The first enhanced object generator 124B-1 uses a background signal
(channel-based signal (L and R)) and a first enhanced object signal
(Vocal.sub.1) so as to generate a first enhanced object information
(res.sub.1) and a temporary background object (L.sub.1 and
R.sub.1).
The second enhanced object generator 124B-2 not only uses a second
enhanced object signal (Vocal.sub.2) but also uses a first
temporary background object (L.sub.1 and R.sub.1), so as to
generate a second enhanced object information (res.sub.2) and a
background object (L.sub.2 and R.sub.2) as the final downmix
(L.sub.1 and R.sub.1). In the second example shown in FIG. 4, the
number of enhanced objects (EO) and the number of enhanced objects
(EOP: res) are each equal to `2`.
Referring to FIG. 5, as shown in the second example of FIG. 4, the
enhanced object information generating unit 124C includes a first
enhanced object information generator 124C-1 and a second enhanced
object generator 124C-2. However, the only difference in this
example is that the enhanced object (Vocal.sub.1L and Vocal.sub.1R)
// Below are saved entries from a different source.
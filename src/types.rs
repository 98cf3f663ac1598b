use crate::cache::GenomicRecord;
use crate::interval::ContigInterval;
use crate::{Error, Result};
use serde::{Deserialize, Deserializer, Serialize};

/// A view range as sent by the viewer on every pan or zoom.
#[derive(Debug, Clone, PartialEq, Eq, Serialize, Deserialize)]
pub struct GenomeRange {
    pub contig: String,
    pub start: u64,
    pub stop: u64,
}

impl GenomeRange {
    pub fn new(contig: impl Into<String>, start: u64, stop: u64) -> Self {
        Self {
            contig: contig.into(),
            start,
            stop,
        }
    }
}

impl TryFrom<&GenomeRange> for ContigInterval {
    type Error = Error;

    fn try_from(range: &GenomeRange) -> Result<Self> {
        ContigInterval::try_new(range.contig.clone(), range.start, range.stop)
    }
}

impl From<&ContigInterval> for GenomeRange {
    fn from(range: &ContigInterval) -> Self {
        Self::new(range.contig(), range.start(), range.stop())
    }
}

/// Annotation feature (gene, exon, peak, ...).
#[derive(Debug, Clone, PartialEq, Serialize, Deserialize)]
#[serde(rename_all = "camelCase")]
pub struct Feature {
    #[serde(default)]
    pub id: String,
    #[serde(default)]
    pub feature_type: String,
    pub contig: String,
    pub start: u64,
    pub stop: u64,
    #[serde(default)]
    pub score: f64,
}

impl GenomicRecord for Feature {
    fn contig(&self) -> &str {
        &self.contig
    }

    fn start(&self) -> u64 {
        self.start
    }

    fn stop(&self) -> u64 {
        self.stop
    }
}

#[derive(Debug, Clone, PartialEq, Serialize, Deserialize)]
pub struct Variant {
    pub contig: String,
    pub position: u64,
    #[serde(default)]
    pub end: Option<u64>,
    #[serde(rename = "ref", default)]
    pub reference: String,
    #[serde(default)]
    pub alt: String,
    #[serde(default)]
    pub id: Option<String>,
}

/// A variant together with the samples called at it.
#[derive(Debug, Clone, PartialEq, Serialize, Deserialize)]
pub struct VariantContext {
    pub variant: Variant,
    #[serde(rename = "sampleIds", default)]
    pub sample_ids: Vec<String>,
}

/// Genotype sources serve the same shape as variant contexts.
pub type Genotype = VariantContext;

impl GenomicRecord for VariantContext {
    fn contig(&self) -> &str {
        &self.variant.contig
    }

    fn start(&self) -> u64 {
        self.variant.position
    }
}

/// Read depth at one position (or one bin, when binned).
#[derive(Debug, Clone, PartialEq, Serialize, Deserialize)]
pub struct PositionCount {
    #[serde(default)]
    pub contig: String,
    pub position: u64,
    pub count: u64,
}

impl GenomicRecord for PositionCount {
    fn contig(&self) -> &str {
        &self.contig
    }

    fn start(&self) -> u64 {
        self.position
    }
}

/// GA4GH read alignment, reduced to what placement needs.
#[derive(Debug, Clone, PartialEq, Serialize, Deserialize)]
#[serde(rename_all = "camelCase")]
pub struct Alignment {
    #[serde(default)]
    pub id: String,
    pub fragment_name: String,
    #[serde(default, deserialize_with = "u64_or_string")]
    pub read_number: u64,
    pub alignment: LinearAlignment,
    #[serde(default)]
    pub aligned_sequence: String,
}

#[derive(Debug, Clone, PartialEq, Serialize, Deserialize)]
#[serde(rename_all = "camelCase")]
pub struct LinearAlignment {
    pub position: AlignmentPosition,
    #[serde(default)]
    pub mapping_quality: u32,
    #[serde(default)]
    pub cigar: Vec<CigarUnit>,
}

#[derive(Debug, Clone, PartialEq, Serialize, Deserialize)]
#[serde(rename_all = "camelCase")]
pub struct AlignmentPosition {
    pub reference_name: String,
    #[serde(deserialize_with = "u64_or_string")]
    pub position: u64,
    #[serde(default)]
    pub reverse_strand: bool,
}

#[derive(Debug, Clone, PartialEq, Serialize, Deserialize)]
#[serde(rename_all = "camelCase")]
pub struct CigarUnit {
    pub operation: CigarOperation,
    #[serde(deserialize_with = "u64_or_string")]
    pub operation_length: u64,
}

#[derive(Debug, Clone, Copy, PartialEq, Eq, Serialize, Deserialize)]
#[serde(rename_all = "SCREAMING_SNAKE_CASE")]
pub enum CigarOperation {
    AlignmentMatch,
    Insert,
    Delete,
    Skip,
    ClipSoft,
    ClipHard,
    Pad,
    SequenceMatch,
    SequenceMismatch,
}

impl CigarOperation {
    pub fn consumes_reference(&self) -> bool {
        matches!(
            self,
            CigarOperation::AlignmentMatch
                | CigarOperation::Delete
                | CigarOperation::Skip
                | CigarOperation::SequenceMatch
                | CigarOperation::SequenceMismatch
        )
    }
}

impl Alignment {
    /// Identifies a read within its fragment; mates share a fragment name.
    pub fn key(&self) -> String {
        format!("{}:{}", self.fragment_name, self.read_number)
    }

    /// Number of reference bases spanned by the CIGAR.
    pub fn reference_length(&self) -> u64 {
        self.alignment
            .cigar
            .iter()
            .filter(|unit| unit.operation.consumes_reference())
            .map(|unit| unit.operation_length)
            .sum()
    }
}

impl GenomicRecord for Alignment {
    fn contig(&self) -> &str {
        &self.alignment.position.reference_name
    }

    fn start(&self) -> u64 {
        self.alignment.position.position
    }

    fn stop(&self) -> u64 {
        self.start() + self.reference_length().saturating_sub(1)
    }
}

/// One chromosome of a karyogram, with its cytobands.
#[derive(Debug, Clone, PartialEq, Serialize, Deserialize)]
pub struct Chromosome {
    pub name: String,
    #[serde(default)]
    pub length: u64,
    #[serde(default)]
    pub bands: Vec<Band>,
}

#[derive(Debug, Clone, PartialEq, Serialize, Deserialize)]
pub struct Band {
    pub name: String,
    pub start: u64,
    pub end: u64,
    #[serde(rename = "type", default)]
    pub band_type: String,
}

impl GenomicRecord for Chromosome {
    fn contig(&self) -> &str {
        &self.name
    }

    fn start(&self) -> u64 {
        0
    }

    fn stop(&self) -> u64 {
        self.bands
            .iter()
            .map(|band| band.end)
            .max()
            .unwrap_or(0)
            .max(self.length)
    }
}

/// GA4GH JSON encodes 64-bit integers as strings; accept both forms.
fn u64_or_string<'de, D>(deserializer: D) -> std::result::Result<u64, D::Error>
where
    D: Deserializer<'de>,
{
    #[derive(Deserialize)]
    #[serde(untagged)]
    enum Raw {
        Int(u64),
        Str(String),
    }

    match Raw::deserialize(deserializer)? {
        Raw::Int(v) => Ok(v),
        Raw::Str(s) => s.parse().map_err(serde::de::Error::custom),
    }
}

#[cfg(test)]
mod tests {
    use super::*;
    use serde_json::json;

    #[test]
    fn test_feature_deserialize() {
        let feature: Feature = serde_json::from_value(json!({
            "id": "ENSG0001",
            "featureType": "gene",
            "contig": "chrM",
            "start": 1011,
            "stop": 1400,
            "score": 1000
        }))
        .unwrap();
        assert_eq!(feature.feature_type, "gene");
        assert_eq!(GenomicRecord::stop(&feature), 1400);
    }

    #[test]
    fn test_alignment_span_from_cigar() {
        let alignment: Alignment = serde_json::from_value(json!({
            "id": "r1",
            "fragmentName": "read/1",
            "readNumber": "1",
            "alignment": {
                "position": {"referenceName": "1", "position": "10000", "reverseStrand": true},
                "mappingQuality": 60,
                "cigar": [
                    {"operation": "CLIP_SOFT", "operationLength": "5"},
                    {"operation": "ALIGNMENT_MATCH", "operationLength": "50"},
                    {"operation": "INSERT", "operationLength": 3},
                    {"operation": "DELETE", "operationLength": "2"},
                    {"operation": "ALIGNMENT_MATCH", "operationLength": "40"}
                ]
            }
        }))
        .unwrap();
        assert_eq!(alignment.reference_length(), 92);
        assert_eq!(GenomicRecord::start(&alignment), 10000);
        assert_eq!(GenomicRecord::stop(&alignment), 10091);
        assert_eq!(alignment.key(), "read/1:1");
    }

    #[test]
    fn test_genome_range_conversion() {
        let range = GenomeRange::new("chr1", 10, 20);
        let ci = ContigInterval::try_from(&range).unwrap();
        assert_eq!(ci, ContigInterval::new("chr1", 10, 20));
        assert_eq!(GenomeRange::from(&ci), range);
        assert!(ContigInterval::try_from(&GenomeRange::new("chr1", 20, 10)).is_err());
    }

    #[test]
    fn test_chromosome_extent() {
        let chr: Chromosome = serde_json::from_value(json!({
            "name": "chr1",
            "bands": [
                {"name": "p36.33", "start": 0, "end": 2300000, "type": "gneg"},
                {"name": "p36.32", "start": 2300000, "end": 5300000, "type": "gpos25"}
            ]
        }))
        .unwrap();
        assert_eq!(GenomicRecord::stop(&chr), 5300000);
        assert_eq!(chr.bands[1].band_type, "gpos25");
    }
}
is configured of a single object-based signal (Vocal.sub.1L and
Vocal.sub.1R) instead of being configured of two object-based
signals. In the third example, the number (L) of enhanced objects
(EO) and the number (L) of the enhanced object information (EOP)
are equal to one another.
Referring to FIG. 6, the structure is very similar to the second
example shown in FIG. 4. However, the difference in this example is
that a total of L number of enhanced objects (Vocal.sub.1, . . . ,
Vocal.sub.L) are generated in the enhanced object generating unit
122. Another difference in this example is that in addition to a
first enhanced object information generator 124D-1 and a second
enhanced object information 124D-2, up to an L.sup.th enhanced
object information generator 124D-L are included in the enhanced
object generating unit 124D. The L.sup.th enhanced object
information generator 124D-L uses a second background object
(L.sub.2 and R.sub.2), which is generated by the second enhanced
object information generator 124D-2, and an L.sup.th enhanced
object (Vocal.sub.L) so as to generate an L.sup.th enhanced object
information (EOP.sub.L and res.sub.L) and downmix information
(L.sub.L and R.sub.L) (DMX).
Referring to FIG. 7, the enhanced object information generating
unit of the fourth example shown in FIG. 6 further includes a first
enhanced enhanced object information generator 124EE-1. A signal
(DDMX) having an enhanced object (EO.sub.L) removed (or subtracted)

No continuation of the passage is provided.